It’s strange to think that 2012 marks the 15-year anniversary of Luc Besson’s gargantuan sci-fi tentpole The Fifth Element. When it hit theaters in 1997, it felt almost unbearably stylish, a paradigmatic rethinking of the kind of sweeping Bladerunner fantasy for a contemporary, thrill-seeking audience. Today, it stills holds up, mostly for its winning characters: Milla Jovovich in her breakout role as LeeLoo (we won’t soon forget her barely-there costumes), Bruce Willis in one of his most charismatic roles to date, Chris Tucker as a loquacious Dennis Rodman from outer space, and who could forget Diva Plavalaguna, a mutant alien opera singer played by Maïwenn?
Although Maïwenn is most widely recognized on an international scale for playing Diva Plavalaguna, she’s a household name in her native France. Ushered into the entertainment industry by her mother, actress Catherine Belkhodja, Maiwenn later chronicled the difficult experience of growing up as a child actress in her one-woman stage show, Chick Pea. At 36, she’s no stranger to the ups and downs of love and fame—she was once married to Besson and had a child together before he left her for Jovovich during the filming of The Fifth Element. After her breakup with Besson, she proceeded to star in several notable movies including High Tension opposite Cecile de France before expanding her footprint across the moviemaking spectrum as a writer and director.
Polisse, which she co-wrote, directed and stars in, is the latest pit stop in her creative journey. The winner of the Jury Prize at last year’s Cannes Film Festival and the recipient of a whopping 13 César Award nominations, it’s also one of our favorite films of 2012. Having spent many months with real Child Protection Unit officers in Paris, Maiwenn presents a narrative based on real child investigation cases. With the aid of a dynamic and committed cast—Karin Viard, Joey Starr (French rapper) and Marina FoïsShe, among others—Polisse conveys the emotional strain of the CPU’s work with gritty realism. They not only deal with the stress of their jobs, but the inevitable fall-out in their personal lives. As the cases, confessions and interrogations pile up, the squad members come to learn that they only have each other as a support system in their uphill battle.
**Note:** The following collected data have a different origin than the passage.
impl Orchestrator {
    pub fn new(specialists: Vec<Specialist>) -> Self {
        Self { specialists, summary_domain: None }
    }

    /// Domain that renders the combined result once the other tasks are done.
    /// It is never picked as a fallback analysis domain.
    pub fn with_summary_domain(mut self, domain: &'static str) -> Self {
        self.summary_domain = Some(domain);
        self
    }

    fn specialist(&self, domain: &str) -> Option<&Specialist> {
        self.specialists.iter().find(|specialist| specialist.domain == domain)
    }

    pub fn plan(&self, query: &str, sequential: bool) -> ExecutionPlan {
        let normalized = query.to_lowercase();
        let tokens = words(&normalized);
        let matches = |terms: &[&str]| terms.iter().any(|term| mentions(&normalized, &tokens, term));

        let mut domains = self
            .specialists
            .iter()
            .filter(|specialist| {
                specialist.keywords.iter().any(|term| mentions(&normalized, &tokens, term))
            })
            .map(|specialist| specialist.domain)
            .collect::<Vec<_>>();
        if domains.is_empty() {
            domains = self
                .specialists
                .iter()
                .map(|specialist| specialist.domain)
                .filter(|domain| Some(*domain) != self.summary_domain)
                .collect();
        }

        let complexity = COMPLEXITY_CUES
            .iter()
            .find(|entry| matches(entry.1))
            .map(|entry| entry.0)
            .unwrap_or(match domains.len() {
                0 | 1 => Complexity::Simple,
                2 => Complexity::Moderate,
                3 => Complexity::Complex,
                _ => Complexity::Comprehensive,
            });

        let strategy = match complexity {
            _ if sequential => Strategy::Sequential,
            Complexity::Simple if domains.len() == 1 => Strategy::Direct,
            Complexity::Moderate | Complexity::Complex => Strategy::Parallel,
            _ => Strategy::Hybrid,
        };

        let tasks = self.decompose(&domains, complexity, strategy);
        ExecutionPlan { complexity, strategy, domains, tasks }
    }

    fn decompose(
        &self,
        domains: &[&'static str],
        complexity: Complexity,
        strategy: Strategy,
    ) -> Vec<SubTask> {
        let task = |index: usize, domain: &'static str, stage: usize, depends_on: Vec<String>| {
            SubTask { id: format!("{domain}-{}", index + 1), domain, stage, depends_on }
        };

        let mut tasks = match strategy {
            Strategy::Direct => {
                domains.first().map(|domain| task(0, *domain, 0, Vec::new())).into_iter().collect()
            }
            Strategy::Parallel => domains
                .iter()
                .enumerate()
                .map(|(index, domain)| task(index, *domain, 0, Vec::new()))
                .collect(),
            Strategy::Sequential => {
                let mut tasks: Vec<SubTask> = Vec::with_capacity(domains.len());
                for (index, domain) in domains.iter().enumerate() {
                    let depends_on = tasks.last().map(|prev| vec![prev.id.clone()]).unwrap_or_default();
                    tasks.push(task(index, *domain, index, depends_on));
                }
                tasks
            }
            Strategy::Hybrid => {
                let split = domains.len().min(HYBRID_BASE_WIDTH);
                let mut tasks = domains[..split]
                    .iter()
                    .enumerate()
                    .map(|(index, domain)| task(index, *domain, 0, Vec::new()))
                    .collect::<Vec<_>>();
                let base = tasks.iter().map(|task| task.id.clone()).collect::<Vec<_>>();
                tasks.extend(
                    domains[split..]
                        .iter()
                        .enumerate()
                        .map(|(offset, domain)| task(split + offset, *domain, 1, base.clone())),
                );
                tasks
            }
        };

        let wants_summary = tasks.len() > 1 || complexity != Complexity::Simple;
        if let Some(summary) = self.summary_domain.filter(|_| wants_summary) {
            let already_planned = tasks.iter().any(|task| task.domain == summary);
            if !already_planned && self.specialist(summary).is_some() {
                let stage = tasks.iter().map(|task| task.stage + 1).max().unwrap_or(0);
                let depends_on = tasks.iter().map(|task| task.id.clone()).collect();
                tasks.push(task(tasks.len(), summary, stage, depends_on));
            }
        }
        tasks
    }

    /// Runs `request` against clones of `context`; the caller's context is not touched.
    pub async fn run(
        &self,
        request: &OrchestrationRequest,
        context: &AnalysisContext,
    ) -> OrchestrationReport {
        let plan = self.plan(&request.query, request.sequential);
        info!(
            event_name = "orchestrator.planned",
            complexity = ?plan.complexity,
            strategy = ?plan.strategy,
            tasks = plan.tasks.len(),
            "multi-domain analysis planned"
        );

        let mut stages: BTreeMap<usize, Vec<&SubTask>> = BTreeMap::new();
        for task in &plan.tasks {
            stages.entry(task.stage).or_default().push(task);
        }

        let mut results: Vec<TaskResult> = Vec::with_capacity(plan.tasks.len());
        for stage in stages.into_values() {
            let completed = results
                .iter()
                .filter(|result| result.status == TaskStatus::Completed)
                .map(|result| result.id.as_str())
                .collect::<HashSet<_>>();
            let runs = stage.into_iter().map(|task| {
                let blocked = plan.strategy == Strategy::Sequential
                    && task.depends_on.iter().any(|id| !completed.contains(id.as_str()));
                async move {
                    if blocked {
                        return TaskResult {
                            id: task.id.clone(),
                            domain: task.domain,
                            status: TaskStatus::Skipped,
                            output: Value::Null,
                            error: Some("a task it depends on did not complete".to_owned()),
                        };
                    }
                    self.run_task(task, request, context).await
                }
            });
            let stage_results = join_all(runs).await;
            results.extend(stage_results);
        }

        let execution = ExecutionSummary::from_results(&results);
        let insights = self.insights(&results);
        let summary = self.synthesize(request, &plan, &execution, &results, &insights);
        info!(
            event_name = "orchestrator.completed",
            completed = execution.completed,
            total = execution.total,
            "multi-domain analysis finished"
        );

        OrchestrationReport {
            query: request.query.clone(),
            complexity: plan.complexity,
            strategy: plan.strategy,
            domains: plan.domains,
            execution,
            results,
            insights,
            summary,
        }
    }

    async fn run_task(
        &self,
        task: &SubTask,
        request: &OrchestrationRequest,
        context: &AnalysisContext,
    ) -> TaskResult {
        let Some(specialist) = self.specialist(task.domain) else {
            return TaskResult {
                id: task.id.clone(),
                domain: task.domain,
                status: TaskStatus::Failed,
                output: Value::Null,
                error: Some(format!("no specialist handles `{}`", task.domain)),
            };
        };

        let mut arguments = json!({ "query": request.query });
        if let Some(game_id) = &request.game_id {
            arguments["game_id"] = json!(game_id);
        }
        if let Some(period) = &request.period {
            arguments["period"] = json!(period);
        }
        if let Some(chart_type) = &request.chart_type {
            arguments["chart_type"] = json!(chart_type);
        }

        let mut scratch = context.clone();
        match specialist.tool.execute(arguments, &mut scratch).await {
            Ok(output) => TaskResult {
                id: task.id.clone(),
                domain: task.domain,
                status: TaskStatus::Completed,
                output,
                error: None,
            },
            Err(error) => {
                warn!(
                    event_name = "orchestrator.task_failed",
                    task = %task.id,
                    error = %error,
                    "orchestrated sub-task failed"
                );
                TaskResult {
                    id: task.id.clone(),
                    domain: task.domain,
                    status: TaskStatus::Failed,
                    output: Value::Null,
                    error: Some(format!("{error:#}")),
                }
            }
        }
    }

    fn insights(&self, results: &[TaskResult]) -> Vec<String> {
        let mut covered = Vec::new();
        for result in results.iter().filter(|result| result.status == TaskStatus::Completed) {
            if !covered.contains(&result.domain) {
                covered.push(result.domain);
            }
        }

        let mut insights = covered
            .iter()
            .filter_map(|domain| self.specialist(domain))
            .map(|specialist| specialist.insight)
            .filter(|insight| !insight.is_empty())
            .map(str::to_owned)
            .collect::<Vec<_>>();
        if covered.len() > 2 {
            insights.push("Track these areas together on one dashboard.".to_owned());
        }
        insights
    }

    fn synthesize(
        &self,
        request: &OrchestrationRequest,
        plan: &ExecutionPlan,
        execution: &ExecutionSummary,
        results: &[TaskResult],
        insights: &[String],
    ) -> String {
        let mut lines = vec![
            format!("Multi-domain analysis: {}", request.query),
            format!(
                "{} of {} sub-tasks completed ({:.0}%), {:?} strategy.",
                execution.completed,
                execution.total,
                execution.success_rate,
                plan.strategy
            ),
        ];
        for result in results {
            let label = self.specialist(result.domain).map_or(result.domain, |s| s.label);
            let detail = match result.status {
                TaskStatus::Completed => match result.output.get("summary").and_then(Value::as_str) {
                    Some(summary) => summary.to_owned(),
                    None => result.output.to_string(),
                },
                TaskStatus::Failed | TaskStatus::Skipped => format!(
                    "not available ({})",
                    result.error.as_deref().unwrap_or("no result")
                ),
            };
            lines.push(format!("- {label}: {detail}"));
        }
        if !insights.is_empty() {
            lines.push("Recommendations:".to_owned());
            lines.extend(insights.iter().map(|insight| format!("- {insight}")));
        }
        lines.join("\n")
    }
}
Not only has Maïwenn set for herself the enormously difficult task of handling touchy subjects such as pedophilia, child abuse and rape, she also confronts the much harder challenge in communicating and humanizing the important work of the CPU to help viewers identify and trigger their own potential for change. Polisse builds a taut narrative, at moments so powerful, that once the tension suddenly snaps, it’s about as visceral as movies get. At times hard to watch, but punctuated with great humor, Polisse erupts in an unexpected, dramatic climax that ultimately underscores an important universal message: If your cause is just, never, ever give up.
Polisse opens in New York on May 18 with a national roll-out to follow. It will be available through Sundance Selects’ VOD service on May 25.